** Opening RECORDS FOR THIS TASK block **

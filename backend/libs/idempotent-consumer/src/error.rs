//! Error types for idempotent consumer library

use std::time::Duration;
use thiserror::Error;

use crate::processor::ProcessingError;

/// Result type for idempotency operations
pub type IdempotencyResult<T> = Result<T, IdempotencyError>;

/// Errors that can occur while handling a message
#[derive(Error, Debug)]
pub enum IdempotencyError {
    /// Database operation failed (connection, query execution, commit, etc.)
    #[error("Database error: {0}")]
    Database(#[from] sqlx::Error),

    /// Dedup store could not be reached or refused the operation
    #[error("Dedup store unavailable: {0}")]
    StorageUnavailable(String),

    /// Commit rejected because another writer recorded the same key first
    #[error("Dedup key already recorded by a concurrent writer: {0}")]
    UniqueViolation(String),

    /// Business processor returned an error
    #[error("Processing failed: {0}")]
    Processing(#[from] ProcessingError),

    /// Processing attempt exceeded the configured timeout
    #[error("Processing timed out after {0:?}")]
    Timeout(Duration),

    /// Dedup key validation failed (empty, too long)
    #[error("Invalid dedup key: {0}")]
    InvalidKey(String),

    /// JSON serialization/deserialization error
    #[error("JSON error: {0}")]
    Json(#[from] serde_json::Error),

    /// Broker client error
    #[error("Kafka error: {0}")]
    Kafka(#[from] rdkafka::error::KafkaError),

    /// Invalid configuration
    #[error("Invalid configuration: {0}")]
    Config(String),

    /// Generic error with context
    #[error("{0}")]
    Other(#[from] anyhow::Error),
}

impl IdempotencyError {
    /// Check if error is a duplicate key violation (another writer won the race)
    ///
    /// This is NOT an error condition for the caller - the coordinator resolves it
    /// to a duplicate outcome.
    pub fn is_duplicate_key(&self) -> bool {
        match self {
            IdempotencyError::UniqueViolation(_) => true,
            IdempotencyError::Database(sqlx_err) => {
                // PostgreSQL unique violation error code: 23505
                if let Some(db_err) = sqlx_err.as_database_error() {
                    db_err.code().as_deref() == Some("23505")
                } else {
                    false
                }
            }
            _ => false,
        }
    }

    /// Check if error comes from the dedup store rather than from the message
    ///
    /// Storage errors are retried without consuming the message's retry budget,
    /// since they say nothing about whether the message itself can be processed.
    pub fn is_storage(&self) -> bool {
        match self {
            IdempotencyError::StorageUnavailable(_) => true,
            IdempotencyError::Database(_) => !self.is_duplicate_key(),
            _ => false,
        }
    }

    /// Check if error can never succeed on retry
    pub fn is_permanent(&self) -> bool {
        matches!(
            self,
            IdempotencyError::Processing(ProcessingError::Permanent(_))
                | IdempotencyError::InvalidKey(_)
        )
    }
}

#[cfg(test)]
mod tests {
    use super::*;

    #[test]
    fn test_error_classification() {
        let storage = IdempotencyError::StorageUnavailable("connection refused".into());
        assert!(storage.is_storage());
        assert!(!storage.is_permanent());
        assert!(!storage.is_duplicate_key());

        let pool = IdempotencyError::Database(sqlx::Error::PoolTimedOut);
        assert!(pool.is_storage());

        let race = IdempotencyError::UniqueViolation("ORD-42".into());
        assert!(race.is_duplicate_key());
        assert!(!race.is_storage());

        let permanent = IdempotencyError::Processing(ProcessingError::Permanent("bad".into()));
        assert!(permanent.is_permanent());
        assert!(!permanent.is_storage());

        let transient = IdempotencyError::Processing(ProcessingError::Transient("503".into()));
        assert!(!transient.is_permanent());
        assert!(!transient.is_storage());

        let timeout = IdempotencyError::Timeout(Duration::from_secs(1));
        assert!(!timeout.is_storage());
        assert!(!timeout.is_permanent());
    }
}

** Closing RECORDS FOR THIS TASK block **

# WORK ORDER
Note each line above that holds "idempotent", then copy all of them.

# RESULT
filename backend/libs/idempotent-consumer/src/error.rs
//! Error types for idempotent consumer library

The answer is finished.